Treatment is based on operant conditioning in which behaviors that are rewarded are increased. During brain “training” the electro cap is again placed on the patient’s head and connected to a computer and sensitive equipment that detects, amplifies, and monitors real time brain activity. This is then used to give feedback, auditory and/or visual, that allows the brain to seek the reward and produce brain waves at the optimal speed. The patient gradually learns to produce changes in their brain which then regulates and normalizes brain functioning, thereby restoring brain efficiency and reducing psychological and neurological symptoms.
Neurofeedback integrates clinical expertise with the best available research to address behavioral, cognitive, and subjective functions related to brain activity, and therefore meets the American Psychological Association’s definition of an evidence-based intervention (ISNR.org). Neurofeedback makes sense in the broader context of neuroplasticity. Our brains have the capability to adapt and develop new living neurons until the very end of our lives. This allows our brain span to match our lifespan.
Neurofeedback can be helpful for: anxiety/stress management, attention/concentration (ADHD), chronic pain, creativity and performance enhancement, depression, migraine and other chronic headaches, post traumatic stress disorder (PTSD), and traumatic brain injuries (TBI’s)/concussions.

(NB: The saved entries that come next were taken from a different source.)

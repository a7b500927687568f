//! Terminal progress bars for isochrone requests.

use catchment_pipeline::{CityProgress, ProgressSink};
use indicatif::{ProgressBar, ProgressStyle};

const TEMPLATE: &str = "{spinner:.green} [{elapsed_precise}] [{bar:40.cyan/blue}] {pos}/{len} {msg}";

/// Draws one bar per city while its isochrones are requested.
#[derive(Debug, Clone, Copy, Default)]
pub(crate) struct IsochroneBars;

impl CityProgress for IsochroneBars {
    fn for_city(&self, city: &str) -> Box<dyn ProgressSink + '_> {
        Box::new(CityBar(styled(ProgressBar::new(0), city)))
    }
}

fn styled(bar: ProgressBar, city: &str) -> ProgressBar {
    bar.set_style(
        ProgressStyle::default_bar()
            .template(TEMPLATE)
            .unwrap_or_else(|_| ProgressStyle::default_bar())
            .progress_chars("#>-"),
    );
    bar.set_message(format!("Calculating isochrones for {city}"));
    bar
}

/// One city's bar, sized when the task pool starts.
struct CityBar(ProgressBar);

impl ProgressSink for CityBar {
    fn start(&self, total: usize) {
        self.0.set_length(u64::try_from(total).unwrap_or(u64::MAX));
        self.0.set_position(0);
    }

    fn advance(&self) {
        self.0.inc(1);
    }

    fn finish(&self) {
        self.0.finish();
    }
}

#[cfg(test)]
mod tests {
    use super::*;
    use rstest::rstest;

    #[rstest]
    fn bar_names_the_city() {
        let bar = styled(ProgressBar::hidden(), "Heidelberg");

        assert_eq!(bar.message(), "Calculating isochrones for Heidelberg");
    }

    #[rstest]
    fn bar_follows_the_task_pool() {
        let bar = ProgressBar::hidden();
        let sink = CityBar(bar.clone());

        sink.start(3);
        sink.advance();
        sink.advance();

        assert_eq!(bar.length(), Some(3));
        assert_eq!(bar.position(), 2);
        assert!(!bar.is_finished());

        sink.finish();
        assert!(bar.is_finished());
    }
}
//! HTTP plumbing shared by the routing providers.

use std::time::Duration;

use catchment_core::IsochroneError;
use geojson::FeatureCollection;
use reqwest::{Client, Response, StatusCode};

use super::ProviderBuildError;

/// Build the client every provider uses for its requests.
pub(super) fn build_client(
    user_agent: &str,
    timeout: Duration,
) -> Result<Client, ProviderBuildError> {
    Client::builder()
        .user_agent(user_agent)
        .connect_timeout(timeout)
        .timeout(timeout)
        .build()
        .map_err(ProviderBuildError::HttpClient)
}

/// Convert a reqwest error to an `IsochroneError`.
pub(super) fn request_error(
    error: &reqwest::Error,
    url: &str,
    timeout: Duration,
    provider: &str,
) -> IsochroneError {
    if error.is_timeout() {
        return IsochroneError::Timeout {
            url: url.to_owned(),
            timeout_secs: timeout.as_secs(),
        };
    }

    if let Some(status) = error.status() {
        return status_error(status, url, error.to_string(), provider);
    }

    IsochroneError::NetworkError {
        url: url.to_owned(),
        message: error.to_string(),
    }
}

/// Map a non-success status to an `IsochroneError`.
///
/// 401 and 403 mean the backend rejected the configured key.
pub(super) fn status_error(
    status: StatusCode,
    url: &str,
    message: String,
    provider: &str,
) -> IsochroneError {
    if matches!(status, StatusCode::UNAUTHORIZED | StatusCode::FORBIDDEN) {
        return IsochroneError::Unauthorized {
            provider: provider.to_owned(),
        };
    }
    IsochroneError::HttpError {
        url: url.to_owned(),
        status: status.as_u16(),
        message,
    }
}

/// Check the status of `response` and parse its body as GeoJSON.
pub(super) async fn read_collection(
    response: Response,
    url: &str,
    timeout: Duration,
    provider: &str,
) -> Result<FeatureCollection, IsochroneError> {
    let status = response.status();
    if !status.is_success() {
        let message = response.text().await.unwrap_or_default();
        return Err(status_error(status, url, message, provider));
    }

    let body = response
        .text()
        .await
        .map_err(|err| request_error(&err, url, timeout, provider))?;
    body.parse()
        .map_err(|err: geojson::Error| IsochroneError::ParseError {
            message: err.to_string(),
        })
}

#[cfg(test)]
mod tests {
    use super::*;
    use rstest::rstest;

    #[rstest]
    #[case(StatusCode::UNAUTHORIZED)]
    #[case(StatusCode::FORBIDDEN)]
    fn rejected_key_maps_to_unauthorized(#[case] status: StatusCode) {
        let err = status_error(status, "https://ors", String::new(), "ors");

        assert_eq!(
            err,
            IsochroneError::Unauthorized {
                provider: "ors".to_owned()
            }
        );
    }

    #[rstest]
    fn other_status_maps_to_http_error() {
        let err = status_error(
            StatusCode::TOO_MANY_REQUESTS,
            "https://valhalla",
            "quota exceeded".to_owned(),
            "valhalla",
        );

        assert!(matches!(err, IsochroneError::HttpError { status: 429, .. }));
    }
}
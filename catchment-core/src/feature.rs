use std::collections::HashMap;

use geo::Coord;
use thiserror::Error;

/// OpenStreetMap-style key/value properties attached to a feature.
pub type Tags = HashMap<String, String>;

/// A point feature fetched from the feature source.
///
/// Coordinates are WGS84 with `x = longitude` and `y = latitude`.
/// Tags mirror OpenStreetMap's free-form key/value structure.
///
/// # Examples
/// ```
/// use geo::Coord;
/// use catchment_core::{PointFeature, Tags};
///
/// let feature = PointFeature::new(
///     7,
///     Coord { x: 8.69, y: 49.41 },
///     Tags::from([("leisure".into(), "park".into())]),
/// )?;
///
/// assert_eq!(feature.id, 7);
/// assert_eq!(feature.tag("leisure"), Some("park"));
/// # Ok::<(), catchment_core::PointFeatureError>(())
/// ```
#[derive(Debug, Clone, PartialEq)]
pub struct PointFeature {
    /// Identifier assigned by the feature source.
    pub id: u64,
    /// Geospatial position.
    pub location: Coord<f64>,
    /// OpenStreetMap-style tags.
    pub tags: Tags,
}

/// Errors returned by [`PointFeature::new`].
#[derive(Debug, Clone, PartialEq, Error)]
pub enum PointFeatureError {
    /// The coordinate contained NaN or infinite components.
    #[error("feature {id} has a non-finite coordinate ({x}, {y})")]
    NonFiniteLocation {
        /// Identifier of the rejected feature.
        id: u64,
        /// Longitude as supplied.
        x: f64,
        /// Latitude as supplied.
        y: f64,
    },
}

impl PointFeature {
    /// Validates and constructs a [`PointFeature`].
    pub fn new(id: u64, location: Coord<f64>, tags: Tags) -> Result<Self, PointFeatureError> {
        if !(location.x.is_finite() && location.y.is_finite()) {
            return Err(PointFeatureError::NonFiniteLocation {
                id,
                x: location.x,
                y: location.y,
            });
        }
        Ok(Self { id, location, tags })
    }

    /// Return the value stored under `key`, if any.
    #[must_use]
    pub fn tag(&self, key: &str) -> Option<&str> {
        self.tags.get(key).map(String::as_str)
    }
}

#[cfg(test)]
#[expect(clippy::expect_used, reason = "tests use expect for readable failures")]
mod tests {
    use super::*;
    use rstest::rstest;

    #[rstest]
    fn feature_exposes_tags() {
        let feature = PointFeature::new(
            1,
            Coord { x: 0.0, y: 0.0 },
            Tags::from([("key".into(), "value".into())]),
        )
        .expect("finite coordinate");
        assert_eq!(feature.tag("key"), Some("value"));
        assert_eq!(feature.tag("missing"), None);
    }

    #[rstest]
    #[case(f64::NAN, 0.0)]
    #[case(0.0, f64::INFINITY)]
    fn feature_rejects_non_finite_location(#[case] x: f64, #[case] y: f64) {
        let result = PointFeature::new(3, Coord { x, y }, Tags::new());
        assert!(matches!(
            result,
            Err(PointFeatureError::NonFiniteLocation { id: 3, .. })
        ));
    }
}
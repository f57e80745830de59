//! Typed field parsing and formatting shared by all record kinds
//!
//! Records expose their fields to the CSV layer and the form layer as
//! strings keyed by canonical field name. These helpers convert between
//! that string form and the typed struct fields.

use chrono::NaiveDate;

pub const DATE_FORMAT: &str = "%Y-%m-%d";

/// Error raised when a raw string cannot be stored in a field
#[derive(Debug, Clone, PartialEq)]
pub enum FieldError {
    /// Numeric field got something that is not a number
    InvalidNumber { field: String, value: String },
    /// Date field got something that is not `YYYY-MM-DD`
    InvalidDate { field: String, value: String },
    /// Closed-vocabulary field got an unknown option
    InvalidOption { field: String, value: String },
    /// Field is computed or assigned by the system
    ReadOnly { field: String },
    /// No such field on this record kind
    UnknownField { field: String },
}

impl std::fmt::Display for FieldError {
    fn fmt(&self, f: &mut std::fmt::Formatter<'_>) -> std::fmt::Result {
        match self {
            FieldError::InvalidNumber { field, value } => {
                write!(f, "'{}' is not a number (field '{}')", value, field)
            }
            FieldError::InvalidDate { field, value } => {
                write!(f, "'{}' is not a YYYY-MM-DD date (field '{}')", value, field)
            }
            FieldError::InvalidOption { field, value } => {
                write!(f, "'{}' is not a valid option for field '{}'", value, field)
            }
            FieldError::ReadOnly { field } => write!(f, "field '{}' cannot be set directly", field),
            FieldError::UnknownField { field } => write!(f, "unknown field '{}'", field),
        }
    }
}

impl std::error::Error for FieldError {}

/// Parse a number; blank input means zero
pub fn parse_number(field: &str, raw: &str) -> Result<f64, FieldError> {
    let trimmed = raw.trim();
    if trimmed.is_empty() {
        return Ok(0.0);
    }
    trimmed
        .parse::<f64>()
        .ok()
        .filter(|n| n.is_finite())
        .ok_or_else(|| FieldError::InvalidNumber {
            field: field.to_string(),
            value: raw.to_string(),
        })
}

/// Parse an ISO date; blank input means no date
pub fn parse_date(field: &str, raw: &str) -> Result<Option<NaiveDate>, FieldError> {
    let trimmed = raw.trim();
    if trimmed.is_empty() {
        return Ok(None);
    }
    NaiveDate::parse_from_str(trimmed, DATE_FORMAT)
        .map(Some)
        .map_err(|_| FieldError::InvalidDate {
            field: field.to_string(),
            value: raw.to_string(),
        })
}

/// `Yes` is the only spelling that counts as true
pub fn parse_yes_no(raw: &str) -> bool {
    raw.trim() == "Yes"
}

pub fn format_yes_no(value: bool) -> String {
    if value { "Yes" } else { "No" }.to_string()
}

/// Whole numbers print without a fractional part (`50000`, not `50000.0`)
pub fn format_number(value: f64) -> String {
    if value.fract() == 0.0 && value.abs() < 1e15 {
        format!("{:.0}", value)
    } else {
        value.to_string()
    }
}

pub fn format_date(value: Option<NaiveDate>) -> String {
    value
        .map(|d| d.format(DATE_FORMAT).to_string())
        .unwrap_or_default()
}
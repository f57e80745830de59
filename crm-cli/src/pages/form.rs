//! Create/edit form for a single record

use chrono::{DateTime, Local};

use crate::models::{FieldError, Record, append_remark, record_id};

/// Error raised by form transitions
#[derive(Debug, Clone, PartialEq)]
pub enum FormError {
    /// Operation needs an open form
    NotOpen,
    /// Edit requested for an id that is not in the list
    UnknownRecord { id: String },
    /// Role is not allowed to create records of this kind
    CreateNotAllowed { role: String },
    /// Submit attempted with blank required fields
    MissingRequired(Vec<String>),
    Field(FieldError),
}

impl std::fmt::Display for FormError {
    fn fmt(&self, f: &mut std::fmt::Formatter<'_>) -> std::fmt::Result {
        match self {
            FormError::NotOpen => write!(f, "no form is open"),
            FormError::UnknownRecord { id } => write!(f, "no record with id '{}'", id),
            FormError::CreateNotAllowed { role } => {
                write!(f, "role '{}' cannot create new records here", role)
            }
            FormError::MissingRequired(fields) => {
                write!(f, "required fields are blank: {}", fields.join(", "))
            }
            FormError::Field(e) => write!(f, "{}", e),
        }
    }
}

impl std::error::Error for FormError {}

impl From<FieldError> for FormError {
    fn from(e: FieldError) -> Self {
        FormError::Field(e)
    }
}

/// Form lifecycle: closed, open on a fresh draft, or open on a copy of an existing record
#[derive(Debug, Clone, Default)]
pub enum FormState<R> {
    #[default]
    Closed,
    Creating { draft: R, remark: String },
    Editing { draft: R, remark: String },
}

impl<R: Record> FormState<R> {
    pub fn open_create(&mut self, user: &str, now: DateTime<Local>) {
        let mut draft = R::create_defaults(user, now);
        draft.on_form_open();
        *self = FormState::Creating {
            draft,
            remark: String::new(),
        };
    }

    pub fn open_edit(&mut self, record: &R) {
        let mut draft = record.clone();
        draft.on_form_open();
        *self = FormState::Editing {
            draft,
            remark: String::new(),
        };
    }

    pub fn cancel(&mut self) {
        *self = FormState::Closed;
    }

    pub fn is_open(&self) -> bool {
        !matches!(self, FormState::Closed)
    }

    pub fn is_editing(&self) -> bool {
        matches!(self, FormState::Editing { .. })
    }

    pub fn draft(&self) -> Option<&R> {
        match self {
            FormState::Closed => None,
            FormState::Creating { draft, .. } | FormState::Editing { draft, .. } => Some(draft),
        }
    }

    fn parts_mut(&mut self) -> Result<(&mut R, &mut String), FormError> {
        match self {
            FormState::Closed => Err(FormError::NotOpen),
            FormState::Creating { draft, remark } | FormState::Editing { draft, remark } => {
                Ok((draft, remark))
            }
        }
    }

    /// Edit one field of the draft
    ///
    /// Only typed fields are editable; `id` is assigned by the form itself
    /// and derived fields follow the fields they are computed from.
    pub fn set_field(&mut self, key: &str, raw: &str) -> Result<(), FormError> {
        let (draft, _) = self.parts_mut()?;
        if !R::is_known_field(key) {
            return Err(FieldError::UnknownField { field: key.to_string() }.into());
        }
        if R::DERIVED.contains(&key) {
            return Err(FieldError::ReadOnly { field: key.to_string() }.into());
        }
        draft.set_field(key, raw)?;
        draft.on_field_changed(key);
        Ok(())
    }

    /// Text of the remark appended on submit
    pub fn set_remark(&mut self, text: &str) -> Result<(), FormError> {
        let (_, remark) = self.parts_mut()?;
        *remark = text.to_string();
        Ok(())
    }

    /// Required fields of the draft that are still blank
    pub fn missing_required(&self) -> Vec<String> {
        let Some(draft) = self.draft() else {
            return Vec::new();
        };
        R::REQUIRED
            .iter()
            .filter(|key| draft.field(key).is_none_or(|v| v.trim().is_empty()))
            .map(|key| key.to_string())
            .collect()
    }

    /// Finish the form and return the record to hand to the owner
    ///
    /// Keeps a non-empty draft id, otherwise generates one. Appends the pending
    /// remark to kinds that keep a history. The form closes only on success.
    pub fn submit(&mut self, user: &str, now: DateTime<Local>) -> Result<R, FormError> {
        if !self.is_open() {
            return Err(FormError::NotOpen);
        }
        let missing = self.missing_required();
        if !missing.is_empty() {
            return Err(FormError::MissingRequired(missing));
        }

        let (mut draft, remark) = match std::mem::take(self) {
            FormState::Closed => return Err(FormError::NotOpen),
            FormState::Creating { draft, remark } | FormState::Editing { draft, remark } => {
                (draft, remark)
            }
        };

        if draft.id().is_empty() {
            draft.set_id(record_id(R::KIND.id_prefix(), &now));
        }
        if let Some(history) = draft.remarks_history_mut() {
            append_remark(history, &remark, user, now);
        }

        log::debug!("Submitted {} form for {}", R::KIND, draft.id());
        Ok(draft)
    }
}

#[cfg(test)]
mod tests {
    use super::*;
    use crate::models::{ActionItem, Lead, OppStage, Opportunity, Sale};
    use chrono::TimeZone;

    fn now() -> DateTime<Local> {
        Local.with_ymd_and_hms(2024, 6, 1, 14, 5, 9).unwrap()
    }

    fn filled_lead_form() -> FormState<Lead> {
        let mut form = FormState::default();
        form.open_create("alice", now());
        for (key, value) in [
            ("assignee", "bob"),
            ("name", "Expansion"),
            ("companyName", "Acme"),
            ("contactName", "Jane"),
            ("contactNumber", "555-0100"),
            ("closingDate", "2024-12-31"),
        ] {
            form.set_field(key, value).unwrap();
        }
        form
    }

    #[test]
    fn test_create_lead_with_remark() {
        let mut form = filled_lead_form();
        form.set_remark("  first call went well ").unwrap();
        let lead = form.submit("alice", now()).unwrap();

        assert!(!form.is_open());
        assert_eq!(lead.id, format!("LD-{}", now().timestamp_millis()));
        assert_eq!(lead.owner, "alice");
        assert_eq!(lead.remarks_history.len(), 1);
        assert_eq!(lead.remarks_history[0].text, "first call went well");
        assert_eq!(lead.remarks_history[0].author, "alice");
    }

    #[test]
    fn test_blank_remark_not_appended() {
        let mut form = filled_lead_form();
        form.set_remark("   ").unwrap();
        let lead = form.submit("alice", now()).unwrap();
        assert!(lead.remarks_history.is_empty());
    }

    #[test]
    fn test_missing_required_keeps_form_open() {
        let mut form: FormState<Lead> = FormState::default();
        form.open_create("alice", now());
        form.set_field("name", "Expansion").unwrap();

        let err = form.submit("alice", now()).unwrap_err();
        match err {
            FormError::MissingRequired(fields) => {
                assert!(fields.contains(&"companyName".to_string()));
                assert!(!fields.contains(&"assignee".to_string()));
                assert!(!fields.contains(&"startDate".to_string()));
            }
            other => panic!("unexpected error: {other:?}"),
        }
        assert!(form.is_open());
        assert_eq!(form.draft().unwrap().name, "Expansion");
    }

    #[test]
    fn test_edit_preserves_id_and_appends_to_history() {
        let mut existing = filled_lead_form().submit("alice", now()).unwrap();
        existing.id = "LD-1".to_string();

        let mut form = FormState::default();
        form.open_edit(&existing);
        assert!(form.is_editing());
        form.set_field("status", "Qualified").unwrap();
        form.set_remark("moved forward").unwrap();
        let updated = form.submit("bob", now()).unwrap();

        assert_eq!(updated.id, "LD-1");
        assert_eq!(updated.status, "Qualified");
        assert_eq!(updated.remarks_history.len(), 1);
        assert_eq!(updated.remarks_history[0].author, "bob");
        // existing record untouched until the owner replaces it
        assert_eq!(existing.status, "Not Contacted");
    }

    #[test]
    fn test_opportunity_id_assigned_on_open() {
        let mut form: FormState<Opportunity> = FormState::default();
        form.open_create("alice", now());
        let opened_id = form.draft().unwrap().id.clone();
        assert!(opened_id.starts_with("OPP-"));

        form.set_field("name", "Cloud").unwrap();
        form.set_field("accountName", "Acme").unwrap();
        let later = Local.with_ymd_and_hms(2024, 6, 2, 9, 0, 0).unwrap();
        let opp = form.submit("alice", later).unwrap();
        assert_eq!(opp.id, opened_id);
    }

    #[test]
    fn test_opportunity_stage_recomputes() {
        let mut form: FormState<Opportunity> = FormState::default();
        form.open_create("alice", now());
        form.set_field("value", "100000").unwrap();
        form.set_field("stage", "Qualification").unwrap();
        let draft = form.draft().unwrap();
        assert_eq!(draft.probability, 10.0);
        assert_eq!(draft.expected_revenue, 10000.0);

        form.set_field("stage", "Negotiation/Review").unwrap();
        let draft = form.draft().unwrap();
        assert_eq!(draft.stage, OppStage::NegotiationReview);
        assert_eq!(draft.probability, 90.0);
        assert_eq!(draft.expected_revenue, 90000.0);
    }

    #[test]
    fn test_stale_opportunity_recomputed_on_edit() {
        let stored = Opportunity {
            id: "OPP-1".to_string(),
            name: "Cloud".to_string(),
            account_name: "Acme".to_string(),
            stage: OppStage::Qualification,
            value: 100000.0,
            probability: 40.0,
            expected_revenue: 0.0,
            ..Default::default()
        };
        let mut form = FormState::default();
        form.open_edit(&stored);
        let opp = form.submit("alice", now()).unwrap();

        assert_eq!(opp.id, "OPP-1");
        assert_eq!(opp.probability, 10.0);
        assert_eq!(opp.expected_revenue, 10000.0);
    }

    #[test]
    fn test_derived_opportunity_fields_read_only() {
        let mut form: FormState<Opportunity> = FormState::default();
        form.open_create("alice", now());
        form.set_field("value", "50000").unwrap();

        for key in ["probability", "expectedRevenue"] {
            assert_eq!(
                form.set_field(key, "77"),
                Err(FormError::Field(FieldError::ReadOnly { field: key.to_string() }))
            );
        }
        let draft = form.draft().unwrap();
        assert_eq!(draft.probability, 10.0);
        assert_eq!(draft.expected_revenue, 5000.0);
    }

    #[test]
    fn test_sale_ignores_pending_remark() {
        let mut form: FormState<Sale> = FormState::default();
        form.open_create("alice", now());
        for (key, value) in [
            ("assignee", "bob"),
            ("clientName", "Acme"),
            ("contactName", "Jane"),
            ("contactNumber", "555"),
        ] {
            form.set_field(key, value).unwrap();
        }
        form.set_remark("not kept").unwrap();
        let sale = form.submit("alice", now()).unwrap();
        assert!(sale.id.starts_with("SALE-"));
        assert_eq!(sale.remarks, "");
    }

    #[test]
    fn test_unknown_and_readonly_fields_rejected() {
        let mut form: FormState<ActionItem> = FormState::default();
        form.open_create("alice", now());
        assert!(matches!(
            form.set_field("colour", "red"),
            Err(FormError::Field(FieldError::UnknownField { .. }))
        ));
        assert!(matches!(
            form.set_field("id", "ACT-9"),
            Err(FormError::Field(FieldError::ReadOnly { .. }))
        ));
    }

    #[test]
    fn test_closed_form_rejects_edits() {
        let mut form: FormState<Lead> = FormState::default();
        assert_eq!(form.set_field("name", "x"), Err(FormError::NotOpen));
        assert_eq!(form.submit("alice", now()).unwrap_err(), FormError::NotOpen);

        form.open_create("alice", now());
        form.cancel();
        assert!(!form.is_open());
    }
}
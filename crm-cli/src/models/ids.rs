//! Record identifier generation
//!
//! Identifiers are a kind prefix joined with the creation time in unix
//! milliseconds. Imported rows also get a short random suffix because a
//! whole batch shares one timestamp. Nothing checks uniqueness beyond that.

use chrono::{DateTime, TimeZone};
use rand::Rng;

const SUFFIX_ALPHABET: &[u8] = b"0123456789abcdefghijklmnopqrstuvwxyz";
const SUFFIX_LEN: usize = 5;

/// Identifier for a record created through the form, e.g. `LD-1700000000000`
pub fn record_id<Tz: TimeZone>(prefix: &str, now: &DateTime<Tz>) -> String {
    format!("{}-{}", prefix, now.timestamp_millis())
}

/// Identifier for an imported record, e.g. `LD-IMP-1700000000000-k3x9q`
pub fn import_id<Tz: TimeZone, R: Rng + ?Sized>(prefix: &str, now: &DateTime<Tz>, rng: &mut R) -> String {
    let suffix: String = (0..SUFFIX_LEN)
        .map(|_| SUFFIX_ALPHABET[rng.random_range(0..SUFFIX_ALPHABET.len())] as char)
        .collect();
    format!("{}-IMP-{}-{}", prefix, now.timestamp_millis(), suffix)
}
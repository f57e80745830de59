//! Commands shared by the four record kinds

mod handler;

use std::path::PathBuf;

use clap::Subcommand;

pub use handler::handle_record_command;

#[derive(Subcommand, Debug)]
pub enum RecordCommands {
    /// List the records you can see
    List,
    /// Write the CSV import template
    Template {
        /// Output directory (defaults to the configured export directory)
        #[arg(long, value_name = "DIR")]
        out_dir: Option<PathBuf>,
    },
    /// Import records from a CSV file
    Import {
        /// A `.csv` file laid out like the template
        file: PathBuf,
        /// Reject rows with problems instead of importing them with defaults
        #[arg(long)]
        strict: bool,
    },
    /// Export selected records to CSV
    Export {
        /// Select every visible record
        #[arg(long, conflicts_with = "ids", required_unless_present = "ids")]
        all: bool,
        /// Select one record by id (repeatable)
        #[arg(long = "id", value_name = "ID")]
        ids: Vec<String>,
        /// Output directory (defaults to the configured export directory)
        #[arg(long, value_name = "DIR")]
        out_dir: Option<PathBuf>,
    },
    /// Create a record
    New {
        /// Field value, by field name or CSV header (repeatable)
        #[arg(long = "set", value_name = "FIELD=VALUE")]
        set: Vec<String>,
        /// Remark appended to the history
        #[arg(long)]
        remark: Option<String>,
        /// Choose the assignee from the employee roster
        #[arg(long)]
        pick_assignee: bool,
    },
    /// Edit a record
    Edit {
        id: String,
        /// Field value, by field name or CSV header (repeatable)
        #[arg(long = "set", value_name = "FIELD=VALUE")]
        set: Vec<String>,
        /// Remark appended to the history
        #[arg(long)]
        remark: Option<String>,
        /// Choose the assignee from the employee roster
        #[arg(long)]
        pick_assignee: bool,
    },
}
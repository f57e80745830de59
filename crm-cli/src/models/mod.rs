//! Pipeline record types
//!
//! Four record kinds share the [`Record`] trait, which exposes every field
//! as a string under its canonical camelCase key. The CSV and form layers
//! are written once against that trait.

mod field;
mod ids;
mod remark;
mod role;
mod lead;
mod opportunity;
mod sale;
mod action_item;
mod employee;
pub mod options;

pub use field::{DATE_FORMAT, FieldError};
pub use ids::{import_id, record_id};
pub use remark::{RemarkEntry, append_remark};
pub use role::UserRole;
pub use lead::Lead;
pub use opportunity::{OppStage, Opportunity};
pub use sale::Sale;
pub use action_item::ActionItem;
pub use employee::{Employee, EmployeeStatus};

use std::collections::BTreeMap;

use chrono::{DateTime, Local};
use serde::Serialize;
use serde::de::DeserializeOwned;

/// The four kinds of pipeline record
#[derive(Debug, Clone, Copy, PartialEq, Eq, Hash)]
pub enum RecordKind {
    Leads,
    Opportunities,
    Sales,
    ActionItems,
}

impl RecordKind {
    /// Prefix for generated identifiers
    pub fn id_prefix(&self) -> &'static str {
        match self {
            RecordKind::Leads => "LD",
            RecordKind::Opportunities => "OPP",
            RecordKind::Sales => "SALE",
            RecordKind::ActionItems => "ACT",
        }
    }

    /// Get display label for UI
    pub fn label(&self) -> &'static str {
        match self {
            RecordKind::Leads => "Lead",
            RecordKind::Opportunities => "Opportunity",
            RecordKind::Sales => "Sale",
            RecordKind::ActionItems => "Action Item",
        }
    }

    /// File name prefix for exports (`<prefix>_export_<date>.csv`)
    pub fn export_prefix(&self) -> &'static str {
        match self {
            RecordKind::Leads => "leads",
            RecordKind::Opportunities => "opportunities",
            RecordKind::Sales => "sales",
            RecordKind::ActionItems => "tasks",
        }
    }

    pub fn template_filename(&self) -> &'static str {
        match self {
            RecordKind::Leads => "leads_import_template.csv",
            RecordKind::Opportunities => "opps_import_template.csv",
            RecordKind::Sales => "sales_import_template.csv",
            RecordKind::ActionItems => "action_items_template.csv",
        }
    }

    pub fn all_variants() -> &'static [RecordKind] {
        &[
            RecordKind::Leads,
            RecordKind::Opportunities,
            RecordKind::Sales,
            RecordKind::ActionItems,
        ]
    }
}

impl std::fmt::Display for RecordKind {
    fn fmt(&self, f: &mut std::fmt::Formatter<'_>) -> std::fmt::Result {
        write!(f, "{}", self.label())
    }
}

/// Common behavior of every pipeline record
pub trait Record: Clone + Default + Serialize + DeserializeOwned {
    const KIND: RecordKind;

    /// Canonical keys of the typed fields, in form order
    const FIELDS: &'static [&'static str];

    /// Fields the form refuses to submit while blank
    const REQUIRED: &'static [&'static str];

    /// Fields computed from other fields; the form never edits them directly
    const DERIVED: &'static [&'static str] = &[];

    fn id(&self) -> &str;

    fn set_id(&mut self, id: String);

    fn owner(&self) -> &str;

    fn assignee(&self) -> &str;

    /// Read a field as a string; falls back to extra columns, `None` if absent
    fn field(&self, key: &str) -> Option<String>;

    /// Store a raw string in a field; unknown keys land in the extra columns
    fn set_field(&mut self, key: &str, raw: &str) -> Result<(), FieldError>;

    /// Remark history, for kinds that keep one
    fn remarks_history_mut(&mut self) -> Option<&mut Vec<RemarkEntry>> {
        None
    }

    /// Hook run by the form after a field is edited
    fn on_field_changed(&mut self, _key: &str) {}

    /// Hook run when a form opens on this record
    fn on_form_open(&mut self) {}

    /// A blank record as the create form shows it
    fn create_defaults(user: &str, now: DateTime<Local>) -> Self;

    /// Attach the owner and kind-specific defaults to a freshly imported row
    ///
    /// `row` holds the raw values of the row keyed by resolved field name.
    fn apply_import_defaults(&mut self, row: &BTreeMap<String, String>, user: &str, now: DateTime<Local>);

    /// Column labels of the list view
    fn list_columns() -> &'static [&'static str];

    /// One list-view row
    fn list_row(&self) -> Vec<String>;

    /// Whether a canonical key names a typed field
    fn is_known_field(key: &str) -> bool {
        key == "id" || Self::FIELDS.contains(&key)
    }
}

Once the brain has been trained using neurofeedback to produce different patterns of electrical communication, usually no further treatment is necessary. This is in contrast to medications which do not change fundamental brain activity and work only as long as the patient keeps taking them (Van der Kolk, 2014.) Additionally, most people continue to notice improvements in brain functioning months later.
Neurofeedback works best when it is done twice a week. Although positive improvement in symptoms have been documented with once a week sessions. As with most forms of treatment, neurofeedback results vary with each individual. It usually requires 10-30 sessions depending on the age of the patient and the severity of the symptoms. It can be helpful alone or as an adjunct to psychotherapy. In many cases it is an alternative to medication or at the very least it allows the patient, with help from their physician, to reduce their dosage of medication.
Research suggests that 75-80% of patients are able to clinically improve their symptoms by over 50%.